I’ve always had problems with this point of view, as it ignores one important fact: a modern IT estate must deliver more than efficiency. Constant and dramatic business change means that our IT estate must be able to be rapidly reconfigured to support an ever evolving business environment. This might be as simple as scaling up and down, inline with changing transaction volumes, but it might also involve ¬†rewriting business rules and processes as the organisation enters and leaves countries with differing regulation regimes, as well as adapting to mergers, acquisitions and divestments.

Once we look beyond cost, a few interesting potential uses for cloud and SaaS emerge.

First, we can use cloud as a tool to increase the flexibility of our IT estate. Using a standard cloud platform, such as an Amazon Machine Image, provides us with more deployment options than more traditional approaches. Development and testing can be streamlined, compressing development and testing time, while deployed applications can be migrated to the cloud instance which makes the most sense. We might choose to use public cloud for development and testing, while deploying to a private cloud under our own control to address privacy or political concerns. We might develop, test and deploy all into the public cloud. Or we might even use a hybrid strategy, retaining some business functionality in a private cloud, while using one or more public clouds as a flex resource to cope with peak loads.
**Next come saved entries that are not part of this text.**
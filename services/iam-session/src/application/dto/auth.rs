//! 认证 DTO

use serde::{Deserialize, Serialize};

use crate::domain::account::Account;

/// 注册请求
#[derive(Debug, Clone, Deserialize)]
pub struct RegisterRequest {
    pub email: String,
    pub password: String,
    pub confirm_password: String,
    pub first_name: String,
    pub last_name: String,
    pub phone: Option<String>,
    pub recaptcha_token: String,
}

/// 登录请求
#[derive(Debug, Clone, Deserialize)]
pub struct LoginRequest {
    pub email: String,
    pub password: String,
    /// 已开启 2FA 的账户在第二步携带
    pub two_factor_code: Option<String>,
}

/// 刷新请求
#[derive(Debug, Clone, Deserialize)]
pub struct TokenRefreshRequest {
    pub refresh_token: String,
}

/// 账户视图
#[derive(Debug, Clone, Serialize)]
pub struct UserResponse {
    pub id: String,
    pub email: String,
    pub first_name: String,
    pub last_name: String,
    pub avatar_url: Option<String>,
    pub email_verified: bool,
    pub two_factor_enabled: bool,
    pub role: String,
}

impl UserResponse {
    pub fn from_account(account: &Account) -> Self {
        Self {
            id: account.id.to_string(),
            email: account.email.to_string(),
            first_name: account.first_name.clone(),
            last_name: account.last_name.clone(),
            avatar_url: account.avatar_url.clone(),
            email_verified: account.email_verified,
            two_factor_enabled: account.two_factor_enabled,
            role: account.role.clone(),
        }
    }
}

/// 认证响应
#[derive(Debug, Clone, Serialize)]
pub struct AuthResponse {
    pub access_token: String,
    pub refresh_token: String,
    pub token_type: String,
    /// 访问令牌有效期（毫秒）
    pub expires_in: i64,
    pub user: UserResponse,
}

impl AuthResponse {
    pub fn bearer(
        access_token: String,
        refresh_token: String,
        expires_in: i64,
        account: &Account,
    ) -> Self {
        Self {
            access_token,
            refresh_token,
            token_type: "Bearer".to_string(),
            expires_in,
            user: UserResponse::from_account(account),
        }
    }
}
Second, we can use cloud and SaaS as tools to increase the agility of our IT estate. By externalising the the management of our infrastructure (via cloud), or even the management of entire applications (via SaaS), we can create time and space to worry about more important problems. This enables us to focus on what needs to happen, rather than how to make it happen, and rely on the greater scale of our SaaS or cloud provider to respond more rapidly than we could if we were maintaining a traditional on-premises solution.

And finally, we can use cloud as the basis of an incubator strategy where an organisation may test a new idea using externalised resources, proving the business case before (potentially) moving to a more traditional internal deployment model.
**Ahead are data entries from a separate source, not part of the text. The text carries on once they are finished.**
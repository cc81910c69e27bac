//! 联合身份服务
//!
//! 提供方 claims 的归一化是纯函数，按提供方名称注册；
//! 账户的查找/创建/更新在服务内统一处理。

use std::collections::HashMap;
use std::sync::Arc;

use emporia_errors::{AppError, AppResult};
use serde_json::Value;
use tracing::info;

use crate::domain::account::{Account, AuthProvider};
use crate::domain::repositories::AccountRepository;
use crate::domain::value_objects::Email;

/// 归一化后的提供方档案
#[derive(Debug, Clone, PartialEq, Eq)]
pub struct FederatedProfile {
    /// 提供方侧的用户标识
    pub subject: String,
    pub email: String,
    pub first_name: String,
    pub last_name: String,
    pub avatar_url: Option<String>,
}

/// claims 归一化函数：纯映射，无 IO
pub type ProfileMapper = fn(&Value) -> AppResult<FederatedProfile>;

/// 联合身份服务
pub struct FederatedIdentityService {
    accounts: Arc<dyn AccountRepository>,
    mappers: HashMap<String, ProfileMapper>,
}

impl FederatedIdentityService {
    pub fn new(accounts: Arc<dyn AccountRepository>) -> Self {
        let mut mappers: HashMap<String, ProfileMapper> = HashMap::new();
        mappers.insert("google".to_string(), map_google_profile);
        mappers.insert("facebook".to_string(), map_facebook_profile);

        Self { accounts, mappers }
    }

    /// 注册额外的提供方映射
    pub fn register_mapper(&mut self, provider: &str, mapper: ProfileMapper) {
        self.mappers.insert(provider.to_lowercase(), mapper);
    }

    /// 将一次外部登录解析为本地账户
    ///
    /// 新邮箱创建账户；同提供方回访刷新档案；邮箱已被其他
    /// 提供方（含本地注册）占用时拒绝。
    pub async fn resolve(&self, provider_name: &str, claims: &Value) -> AppResult<Account> {
        let provider_key = provider_name.to_lowercase();
        let mapper = self.mappers.get(&provider_key).ok_or_else(|| {
            AppError::validation(format!("Login with {} is not supported", provider_name))
        })?;
        let provider = AuthProvider::from_name(&provider_key).ok_or_else(|| {
            AppError::validation(format!("Login with {} is not supported", provider_name))
        })?;

        let profile = mapper(claims)?;
        if profile.email.is_empty() {
            return Err(AppError::validation("Email not found from OAuth2 provider"));
        }
        let email = Email::new(&profile.email)?;

        match self.accounts.find_by_email(&email).await? {
            Some(mut account) => {
                if account.provider != provider {
                    return Err(AppError::provider_mismatch(format!(
                        "This email is already registered with a {} account. \
                         Please use your {} account to login.",
                        account.provider, account.provider
                    )));
                }

                // 回访：刷新提供方侧可能变化的档案字段
                account.first_name = profile.first_name;
                account.last_name = profile.last_name;
                if profile.avatar_url.is_some() {
                    account.avatar_url = profile.avatar_url;
                }
                account.audit_info.touch();
                self.accounts.update(&account).await?;

                Ok(account)
            }
            None => {
                let account = Account::federated(
                    email,
                    profile.first_name,
                    profile.last_name,
                    profile.avatar_url,
                    provider,
                    profile.subject,
                );
                self.accounts.save(&account).await?;

                info!(account_id = %account.id, provider = %provider, "Federated account created");
                Ok(account)
            }
        }
    }
}

fn string_field(claims: &Value, key: &str) -> Option<String> {
    claims.get(key).and_then(Value::as_str).map(str::to_string)
}

/// Google OIDC claims
fn map_google_profile(claims: &Value) -> AppResult<FederatedProfile> {
    let subject = string_field(claims, "sub")
        .ok_or_else(|| AppError::validation("Missing subject in Google claims"))?;

    Ok(FederatedProfile {
        subject,
        email: string_field(claims, "email").unwrap_or_default(),
        first_name: string_field(claims, "given_name").unwrap_or_default(),
        last_name: string_field(claims, "family_name").unwrap_or_default(),
        avatar_url: string_field(claims, "picture"),
    })
}

/// Facebook Graph API 用户对象
fn map_facebook_profile(claims: &Value) -> AppResult<FederatedProfile> {
    let subject = string_field(claims, "id")
        .ok_or_else(|| AppError::validation("Missing id in Facebook claims"))?;

    // 头像藏在 picture.data.url
    let avatar_url = claims
        .get("picture")
        .and_then(|p| p.get("data"))
        .and_then(|d| d.get("url"))
        .and_then(Value::as_str)
        .map(str::to_string);

    Ok(FederatedProfile {
        subject,
        email: string_field(claims, "email").unwrap_or_default(),
        first_name: string_field(claims, "first_name").unwrap_or_default(),
        last_name: string_field(claims, "last_name").unwrap_or_default(),
        avatar_url,
    })
}

#[cfg(test)]
mod tests {
    use super::*;
    use serde_json::json;

    #[test]
    fn test_google_mapper() {
        let claims = json!({
            "sub": "108123",
            "email": "shopper@gmail.com",
            "given_name": "Sam",
            "family_name": "Ng",
            "picture": "https://lh3.example.com/photo.jpg"
        });

        let profile = map_google_profile(&claims).unwrap();

        assert_eq!(profile.subject, "108123");
        assert_eq!(profile.email, "shopper@gmail.com");
        assert_eq!(profile.first_name, "Sam");
        assert_eq!(profile.last_name, "Ng");
        assert_eq!(
            profile.avatar_url.as_deref(),
            Some("https://lh3.example.com/photo.jpg")
        );
    }

    #[test]
    fn test_facebook_mapper_nested_picture() {
        let claims = json!({
            "id": "fb-777",
            "email": "shopper@fb.com",
            "first_name": "Ana",
            "last_name": "Reyes",
            "picture": { "data": { "url": "https://graph.example.com/p.jpg" } }
        });

        let profile = map_facebook_profile(&claims).unwrap();

        assert_eq!(profile.subject, "fb-777");
        assert_eq!(
            profile.avatar_url.as_deref(),
            Some("https://graph.example.com/p.jpg")
        );
    }

    #[test]
    fn test_google_mapper_requires_subject() {
        let claims = json!({ "email": "shopper@gmail.com" });
        assert!(map_google_profile(&claims).is_err());
    }
}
One problem I’ve been thinking about recently is how to make our incredibly stable and reliable IT estates respond better to business change. Cloud and SaaS, with the ability to shape the flexibility and agility of our IT estate to meet what the business needs, might just be the tools we need to do this.

The cloud in context: everything new is old again

Nicholas Carr does a great job of putting the current hype over cloud computing into a historical and economic context.

Key takeaways:

  • Cloud is analogous to historical shifts with disruptive technologies
  • Reactions to these shifts have been emotional, but the benefits quickly drove adoption
  • The infrastructure and business models for Cloud computing are now robust
  • The Cloud assumes collaboration which will drive experimentation & innovation
  • Conflict between IT and the business can be overcome in the Cloud

Posted via email from PEG

Innovation [2009-10-18]

Another week and another collection of interesting ideas from around the internet.

As always, thoughts and/or comments are greatly appreciated.

Are we wasting our time searching for the next brilliant idea? That idea that’s going to drive a disruptive innovation. The race for the new-new thing. The innovation silver bullet. Or is innovation the result of combining many small, commoditised ideas? With the real challenge being the identification of interesting problems and synthesis of a new solution from the sea of good ideas we’re swimming in, in today’s hyper-connected world.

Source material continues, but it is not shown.